What Works In Education: Scientific Evidence Gets Ignored
nbauman writes "According to Gina Kolata in the New York Times, The Institute of Education Sciences in the Department of Education Sciences, U.S. Department of Education, has supported 175 randomized controlled studies, like the studies used in medicine, to find out what works and doesn't work, which are reported in the What Works Clearinghouse. Surprisingly, the choice of instructional materials — textbooks, curriculum guides, homework, quizzes — can affect achievement as much as teachers; poor materials have as much effect as a bad teacher, and good materials can offset a bad teacher's deficiencies. One popular math textbook was superior to 3 competitors. A popular computer-assisted math program had no benefit. Most educators, including principals and superintendents, don't know the data exists. 42% of school districts had never heard of the clearinghouse. Up to 90% of programs that seemed promising in small studies had no effect or made achievement scores worse. For example a program to increase 7th-grade math teachers' understanding of math increased their understanding but had no effect on student achievement. Upward Bound had no effect."
But there is a wonderfully effective way to use computers in education. You look at student's marks. You then look at the pattern of the marks as the student's pass through various teachers.
What?!!! That would allow you to actually truly measure teacher performance and effectiveness. It would make bad teachers absolutely impossible to miss.
WE CAN'T HAVE THAT NOW CAN WE???
Maybe.
There was a study about 10 years ago that showed zero correlation between teacher pay, teacher effectiveness, and academic results between states.
Probably what is more important is teacher requirement, training, and management. If you increased teacher pay today without changing the above you would increasing pay to those who are already teachers or are likely to become teachers.

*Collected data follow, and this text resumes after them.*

//! Match state.
//!
//! ## Match
//!
//! The single shared resource of a game session:
//! - Four players, each with four pawns
//! - Whose turn it is, the last die value, the turn-engine phase
//! - Ranking and termination
//! - Action history (`im::Vector`, O(1) clone) and the dice RNG
//!
//! A `Match` is a plain value: it is `Clone`, serializable, and only changes
//! through the turn engine in `crate::rules`.

use im::Vector;
use serde::{Deserialize, Serialize};
use smallvec::SmallVec;

use super::action::ActionRecord;
use super::color::Color;
use super::error::{EngineError, PhaseKind, SnapshotError};
use super::pawn::{Location, Pawn, PawnId};
use super::player::{PlayerId, PlayerMap, SEAT_COUNT};
use super::rng::GameRng;

/// Set of pawns that may move with the current roll.
pub type LegalMoves = SmallVec<[PawnId; 4]>;

/// Seat details supplied when a match is created.
#[derive(Clone, Debug, PartialEq, Eq, Serialize, Deserialize)]
pub struct SeatConfig {
    pub id: String,
    pub name: String,
    pub avatar_ref: String,
    pub is_bot: bool,
}

impl SeatConfig {
    pub fn human(id: impl Into<String>, name: impl Into<String>) -> Self {
        Self {
            id: id.into(),
            name: name.into(),
            avatar_ref: String::new(),
            is_bot: false,
        }
    }

    pub fn bot(id: impl Into<String>, name: impl Into<String>) -> Self {
        Self {
            is_bot: true,
            ..Self::human(id, name)
        }
    }

    #[must_use]
    pub fn with_avatar(mut self, avatar_ref: impl Into<String>) -> Self {
        self.avatar_ref = avatar_ref.into();
        self
    }
}

/// A seated player.
#[derive(Clone, Debug, PartialEq, Eq, Serialize, Deserialize)]
pub struct Player {
    pub id: String,
    pub name: String,
    pub avatar_ref: String,
    pub is_bot: bool,
    pub color: Color,
    /// Slot-indexed; `pawns[i].id.slot == i` always.
    pub pawns: [Pawn; 4],
    /// Finishing position, 1..=4. Set once, never cleared.
    pub rank: Option<u8>,
}

impl Player {
    fn seated(seat: SeatConfig, color: Color) -> Self {
        Self {
            id: seat.id,
            name: seat.name,
            avatar_ref: seat.avatar_ref,
            is_bot: seat.is_bot,
            color,
            pawns: std::array::from_fn(|slot| Pawn::new(PawnId { color, slot: slot as u8 })),
            rank: None,
        }
    }

    /// Still racing (no rank yet).
    #[must_use]
    pub fn is_racing(&self) -> bool {
        self.rank.is_none()
    }

    /// All four pawns are home.
    #[must_use]
    pub fn all_home(&self) -> bool {
        self.pawns.iter().all(|p| p.location.is_home())
    }

    #[must_use]
    pub fn pawn(&self, slot: u8) -> Option<&Pawn> {
        self.pawns.get(slot as usize)
    }
}

/// Why a turn ended.
#[derive(Clone, Copy, Debug, PartialEq, Eq, Serialize, Deserialize)]
#[serde(rename_all = "snake_case")]
pub enum TurnEnd {
    /// The roll produced no legal move.
    NoLegalMove,
    /// A pawn moved; `hops` is the length of its path.
    Moved { hops: usize },
}

/// Turn-engine phase.
///
/// Rolling and resolving are instantaneous here; their pacing lives in the
/// session table.
#[derive(Clone, Debug, PartialEq, Eq, Serialize, Deserialize)]
#[serde(rename_all = "snake_case")]
pub enum TurnPhase {
    AwaitingRoll,
    AwaitingMove { legal: LegalMoves },
    TurnEnded { reason: TurnEnd },
    MatchOver,
}

impl TurnPhase {
    #[must_use]
    pub fn kind(&self) -> PhaseKind {
        match self {
            TurnPhase::AwaitingRoll => PhaseKind::AwaitingRoll,
            TurnPhase::AwaitingMove { .. } => PhaseKind::AwaitingMove,
            TurnPhase::TurnEnded { .. } => PhaseKind::TurnEnded,
            TurnPhase::MatchOver => PhaseKind::MatchOver,
        }
    }

    /// Legal pawns when awaiting a move, empty otherwise.
    #[must_use]
    pub fn legal_moves(&self) -> &[PawnId] {
        match self {
            TurnPhase::AwaitingMove { legal } => legal,
            _ => &[],
        }
    }
}

/// A four-player match.
#[derive(Clone, Debug, Serialize, Deserialize)]
pub struct Match {
    /// Seats in turn order: red, green, yellow, blue.
    pub(crate) players: PlayerMap<Player>,

    /// Whose turn it is.
    pub(crate) turn_index: PlayerId,

    /// Die value of the current turn, cleared on advance.
    pub(crate) dice_value: Option<u8>,

    /// Current turn-engine phase.
    pub(crate) phase: TurnPhase,

    /// Set once three players are ranked.
    pub(crate) is_over: bool,

    /// Turn number (starts at 1, bumped on every advance).
    pub(crate) turn_number: u32,

    /// Action sequence within the turn.
    pub(crate) action_sequence: u32,

    /// Bumped by every accepted transition.
    pub(crate) version: u64,

    /// Accepted actions, oldest first.
    pub(crate) history: Vector<ActionRecord>,

    pub(crate) rng: GameRng,

    /// Stream for bot choices, kept apart from the dice so replays match.
    pub(crate) bot_rng: GameRng,
}

impl Match {
    /// Create a match with all pawns in base and seat 0 to roll.
    #[must_use]
    pub fn new(seats: [SeatConfig; SEAT_COUNT], seed: u64) -> Self {
        let players = PlayerMap::new(|p| Player::seated(seats[p.index()].clone(), p.color()));

        Self {
            players,
            turn_index: PlayerId(0),
            dice_value: None,
            phase: TurnPhase::AwaitingRoll,
            is_over: false,
            turn_number: 1,
            action_sequence: 0,
            version: 0,
            history: Vector::new(),
            rng: GameRng::new(seed).for_context("dice"),
            bot_rng: GameRng::new(seed).for_context("bot"),
        }
    }

    /// One human in seat 0, bots in the other three seats.
    #[must_use]
    pub fn vs_computer(human: SeatConfig, seed: u64) -> Self {
        Self::new(
            [
                human,
                SeatConfig::bot("p2", "Bot Green"),
                SeatConfig::bot("p3", "Bot Yellow"),
                SeatConfig::bot("p4", "Bot Blue"),
            ],
            seed,
        )
    }

    /// Four bots; used for simulation.
    #[must_use]
    pub fn all_bots(seed: u64) -> Self {
        Self::new(
            std::array::from_fn(|i| {
                let color = Color::ALL[i];
                SeatConfig::bot(format!("p{}", i + 1), format!("Bot {color}"))
            }),
            seed,
        )
    }

    pub fn players(&self) -> &PlayerMap<Player> {
        &self.players
    }

    /// Whose turn it is.
    pub fn turn_index(&self) -> PlayerId {
        self.turn_index
    }

    /// Die value of the current turn, if rolled.
    pub fn dice_value(&self) -> Option<u8> {
        self.dice_value
    }

    pub fn phase(&self) -> &TurnPhase {
        &self.phase
    }

    pub fn is_over(&self) -> bool {
        self.is_over
    }

    pub fn turn_number(&self) -> u32 {
        self.turn_number
    }

    pub fn action_sequence(&self) -> u32 {
        self.action_sequence
    }

    /// Bumped by every accepted transition; timers and clients compare it.
    pub fn version(&self) -> u64 {
        self.version
    }

    /// Accepted actions, oldest first.
    pub fn history(&self) -> &Vector<ActionRecord> {
        &self.history
    }

    /// The active player.
    #[must_use]
    pub fn current_player(&self) -> &Player {
        &self.players[self.turn_index]
    }

    /// Seat owning a color.
    #[must_use]
    pub fn seat_of(&self, color: Color) -> PlayerId {
        PlayerId(color.seat() as u8)
    }

    /// Look up a pawn by id.
    #[must_use]
    pub fn pawn(&self, id: PawnId) -> Option<&Pawn> {
        self.players[self.seat_of(id.color)].pawn(id.slot)
    }

    /// Arrange a starting position before the first action.
    ///
    /// Once any action has been accepted, pawns only move through
    /// `crate::rules`.
    pub fn place_pawn(&mut self, id: PawnId, location: Location) -> Result<(), EngineError> {
        if self.version > 0 {
            return Err(EngineError::MatchStarted);
        }
        self.set_location(id, location);
        Ok(())
    }

    pub(crate) fn set_location(&mut self, id: PawnId, location: Location) {
        let seat = self.seat_of(id.color);
        self.players[seat].pawns[id.slot as usize].location = location;
    }

    /// Number of ranked players.
    #[must_use]
    pub fn ranked_count(&self) -> usize {
        self.players.values().filter(|p| p.rank.is_some()).count()
    }

    /// Seats ordered by rank; unranked seats last, in seat order.
    #[must_use]
    pub fn standings(&self) -> Vec<(PlayerId, Option<u8>)> {
        let mut order: Vec<_> = self.players.iter().map(|(id, p)| (id, p.rank)).collect();
        order.sort_by_key(|&(id, rank)| (rank.unwrap_or(u8::MAX), id));
        order
    }

    /// Legal pawns for the current roll.
    #[must_use]
    pub fn legal_moves(&self) -> &[PawnId] {
        self.phase.legal_moves()
    }

    /// Encode to bytes, including both RNG positions.
    pub fn to_bytes(&self) -> Result<Vec<u8>, SnapshotError> {
        Ok(bincode::serialize(self)?)
    }

    /// Restore a match written by [`Match::to_bytes`].
    pub fn from_bytes(bytes: &[u8]) -> Result<Self, SnapshotError> {
        Ok(bincode::deserialize(bytes)?)
    }

    pub(crate) fn record(&mut self, record: ActionRecord) {
        self.history.push_back(record);
        self.action_sequence += 1;
        self.version += 1;
    }
}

I have issues with how teacher’s pay is structured. The initial pay is low and most of the benefits are at the backend so it encourages marginal teachers to become entrenched and discourages middle aged people from making a career switch into the profession. (I think there is a rich vein of potential people who hold masters in math, science, or engineering who would make great teachers but don’t want to deal with the initial low pay and would not qualify for some of the bigger retirement packages.)
Obligatory XKCD:
http://xkcd.com/1201/
For those not sure why this is appropriate: the hypothetical teacher explains the rule, but not how to apply the rule or what use it is. We have all had professors like this. It is why teaching is a whole separate skill from the trade itself.